Additionally, the paper emphasizes the imperative for scalable solutions customized to diverse city sizes and requirements. Contemporary SoS implementations frequently exhibit insufficient adaptability, constraining their efficacy among cities of varying dimensions and capabilities. A comprehensive framework must encompass real-time data distribution and predictive analytics for dynamic resource management while emphasizing scalable security protocols to safeguard citizen data in highly networked settings. Addressing this gap could enable future research to produce flexible solutions that facilitate smart city advancement in both small and large urban environments, ensuring that all cities can utilize SoS frameworks for sustainable development and enhanced quality of life. The article delineates significant research deficiencies within the Systems of Systems (SoS) paradigm in smart cities, emphasizing the necessity for improved interoperability and data security. As smart cities get more networked, current frameworks fail to facilitate seamless communication across various technologies. The amalgamation of several autonomous systems in metropolitan settings, each possessing distinct operational frameworks, presents considerable obstacles to seamless interaction and effective data transmission. Thus, a significant research gap exists in creating a cohesive framework that allows these diverse systems to function jointly while maintaining security. Resolving these difficulties is essential for fostering effective and cohesive citywide operations capable of handling complicated metropolitan demands[37].

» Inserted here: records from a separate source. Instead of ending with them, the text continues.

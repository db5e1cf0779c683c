use log::warn;
use std::{fs, io, path::Path};

use super::process::Process;

// One `id arrival burst` per line; malformed lines are skipped
pub fn parse_processes(input: &str) -> Vec<Process> {
    input
        .lines()
        .enumerate()
        .filter(|(_, line)| !line.trim().is_empty())
        .filter_map(|(n, line)| {
            let parsed = parse_line(line);
            if parsed.is_none() {
                warn!("skipping malformed process line {}: {line:?}", n + 1);
            }
            parsed
        })
        .collect()
}

pub fn load_processes(path: impl AsRef<Path>) -> io::Result<Vec<Process>> {
    let text = fs::read_to_string(path)?;
    Ok(parse_processes(&text))
}

fn parse_line(line: &str) -> Option<Process> {
    let mut fields = line.split_whitespace().map(str::parse::<i64>);
    let id = fields.next()?.ok()?;
    let arrival = fields.next()?.ok()?;
    let burst = fields.next()?.ok()?;
    Process::from_signed(id, arrival, burst)
}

7. Conclusions and Future Works

For the fast deployment of smart city around the world, a lot of efforts has been accomplished by many researchers. One of the most important contributions in the literature is the introduction of the maturity model[38]. This model as discussed previously has been used to assess the smartness of the city and to see how far it is from the desired objective and level of smartness. It composed of five different levels, which assesses the level of connectivity between different systems in the city. However, this model concentrates on the level of openness and interconnection between different systems in the city to satisfy and increase the competiveness of the city[39]. In addition to checking the level of interconnection other aspects should be considered to know the real situation of the city under study. For better assessment and evaluation process, other maturity models should be proposed which assess the level of security, level of privacy, level of infrastructure[35]. Each model will also have five different levels inside. Since the provisioning of security and privacy needs a level of infrastructure (software, hardware, etc.) to be available. This has to be assessed, to know the readiness level of the city to support applications with different levels of security and privacy.

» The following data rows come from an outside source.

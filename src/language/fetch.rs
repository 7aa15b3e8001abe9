use std::time::Duration;

use clap::ValueEnum;
use serde::{Deserialize, Serialize};

use crate::error::FetchError;

pub const DEFAULT_BASE_URL: &str =
    "https://raw.githubusercontent.com/monkeytypegame/monkeytype/master/frontend/static/languages";

const FETCH_TIMEOUT: Duration = Duration::from_secs(10);

/// Remote word lists, keyed by size.
#[derive(Debug, Copy, Clone, PartialEq, Eq, Hash, Default, ValueEnum, Serialize, Deserialize)]
#[serde(rename_all = "snake_case")]
pub enum WordList {
    #[default]
    English,
    #[serde(rename = "english_1k")]
    #[value(name = "english_1k")]
    English1k,
    #[serde(rename = "english_5k")]
    #[value(name = "english_5k")]
    English5k,
    #[serde(rename = "english_10k")]
    #[value(name = "english_10k")]
    English10k,
}

impl WordList {
    pub fn key(self) -> &'static str {
        match self {
            WordList::English => "english",
            WordList::English1k => "english_1k",
            WordList::English5k => "english_5k",
            WordList::English10k => "english_10k",
        }
    }

    pub fn url(self, base_url: &str) -> String {
        format!("{}/{}.json", base_url.trim_end_matches('/'), self.key())
    }
}

/// Source of remote word lists. Implementations block; callers run them off
/// the input thread.
pub trait WordFetcher: Send + Sync + 'static {
    fn fetch(&self, list: WordList) -> Result<Vec<String>, FetchError>;
}

#[derive(Deserialize)]
#[serde(untagged)]
enum WordListBody {
    Bare(Vec<String>),
    Wrapped { words: Vec<String> },
}

/// Decode a word list body: either a JSON array of strings or an object
/// carrying one under `words`.
pub fn decode_word_list(body: &str) -> Result<Vec<String>, FetchError> {
    match serde_json::from_str::<WordListBody>(body) {
        Ok(WordListBody::Bare(words)) | Ok(WordListBody::Wrapped { words }) => Ok(words),
        Err(err) => Err(FetchError::Parse(err.to_string())),
    }
}

/// Plain HTTP GET against `{base_url}/{key}.json`.
pub struct HttpWordFetcher {
    agent: ureq::Agent,
    base_url: String,
}

impl HttpWordFetcher {
    pub fn new(base_url: impl Into<String>) -> Self {
        let config = ureq::Agent::config_builder()
            .timeout_global(Some(FETCH_TIMEOUT))
            .proxy(None)
            .build();

        Self {
            agent: config.into(),
            base_url: base_url.into(),
        }
    }
}

impl Default for HttpWordFetcher {
    fn default() -> Self {
        Self::new(DEFAULT_BASE_URL)
    }
}

impl WordFetcher for HttpWordFetcher {
    fn fetch(&self, list: WordList) -> Result<Vec<String>, FetchError> {
        let url = list.url(&self.base_url);
        tracing::debug!(%url, "fetching word list");

        let body = self
            .agent
            .get(url.as_str())
            .call()
            .map_err(classify)?
            .into_body()
            .read_to_string()
            .map_err(classify)?;

        decode_word_list(&body)
    }
}

fn classify(err: ureq::Error) -> FetchError {
    match err {
        ureq::Error::StatusCode(code) => FetchError::Status(code),
        other => FetchError::Network(other.to_string()),
    }
}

Future work should concentrate on addressing the observed deficiencies, especially with cross-system communication and data security. A framework facilitating enhanced interoperability among systems in smart cities must be established. This may encompass enhancements in real-time data distribution, predictive analytics for resource distribution, and more stringent security measures. Another area forfurther investigation is the development of more scalable solutions that can be adapted to diverse city sizes and requirements, guaranteeing that both small and large cities can leverage SoS implementations without compromising system efficiency or data security. These developments will be crucial for guaranteeing the long-term sustainability and success of smart cities[40].